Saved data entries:
# # #
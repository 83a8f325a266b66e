//! Section properties for frame elements

use serde::{Deserialize, Serialize};

use crate::error::{FEAError, FEAResult};

/// Cross-section properties for frame elements
#[derive(Debug, Clone, Serialize, Deserialize)]
pub struct Section {
    /// Cross-sectional area
    pub a: f64,
    /// Moment of inertia about the local y-axis (out-of-plane bending)
    pub iy: f64,
    /// Moment of inertia about the local z-axis (bending in the local x-y plane)
    pub iz: f64,
    /// Torsional constant
    pub j: f64,
}

impl Section {
    /// Create a new section with basic properties
    pub fn new(a: f64, iy: f64, iz: f64, j: f64) -> Self {
        Self { a, iy, iz, j }
    }

    /// Create a rectangular section, `depth` measured along local y
    pub fn rectangular(width: f64, depth: f64) -> Self {
        let a = width * depth;
        let iz = width * depth.powi(3) / 12.0;
        let iy = depth * width.powi(3) / 12.0;

        // Torsional constant for rectangle (approximate)
        let (a_dim, b_dim) = if width > depth { (width, depth) } else { (depth, width) };
        let j = a_dim * b_dim.powi(3) / 3.0 * (1.0 - 0.63 * b_dim / a_dim);

        Self { a, iy, iz, j }
    }

    /// Reject non-positive properties
    pub fn validate(&self, name: &str) -> FEAResult<()> {
        for (label, value) in [("A", self.a), ("Iy", self.iy), ("Iz", self.iz), ("J", self.j)] {
            if !(value > 0.0 && value.is_finite()) {
                return Err(FEAError::InvalidInput(format!(
                    "section '{}' must have a positive {} (got {})",
                    name, label, value
                )));
            }
        }
        Ok(())
    }
}

impl Default for Section {
    fn default() -> Self {
        // Default to a 200mm x 200mm rectangular section
        Self::rectangular(0.2, 0.2)
    }
}

#[cfg(test)]
mod tests {
    use super::*;

    #[test]
    fn test_rectangular_section() {
        let section = Section::rectangular(200.0, 800.0);

        assert!((section.a - 160_000.0).abs() < 1e-6);
        assert!((section.iz - 200.0 * 800.0_f64.powi(3) / 12.0).abs() < 1e-3);
        assert!((section.iy - 800.0 * 200.0_f64.powi(3) / 12.0).abs() < 1e-3);
        assert!(section.iz > section.iy);
    }

    #[test]
    fn test_validate_names_offending_property() {
        let section = Section::new(1.0, 1.0, 1.0, 0.0);
        let err = section.validate("GB").unwrap_err();
        assert!(err.to_string().contains("positive J"));
    }
}
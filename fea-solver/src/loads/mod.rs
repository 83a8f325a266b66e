//! Load types and load combinations

mod distributed;
mod load_combo;
mod node_load;
mod point_load;

pub use distributed::DistributedLoad;
pub use load_combo::LoadCombination;
pub use node_load::NodeLoad;
pub use point_load::{LoadDirection, PointLoad};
# # #
EXERCISE OBJECTIVE:
List every line above that holds the word "constant".

RESPONSE TO THIS EXERCISE:
    /// Torsional constant
        // Torsional constant for rectangle (approximate)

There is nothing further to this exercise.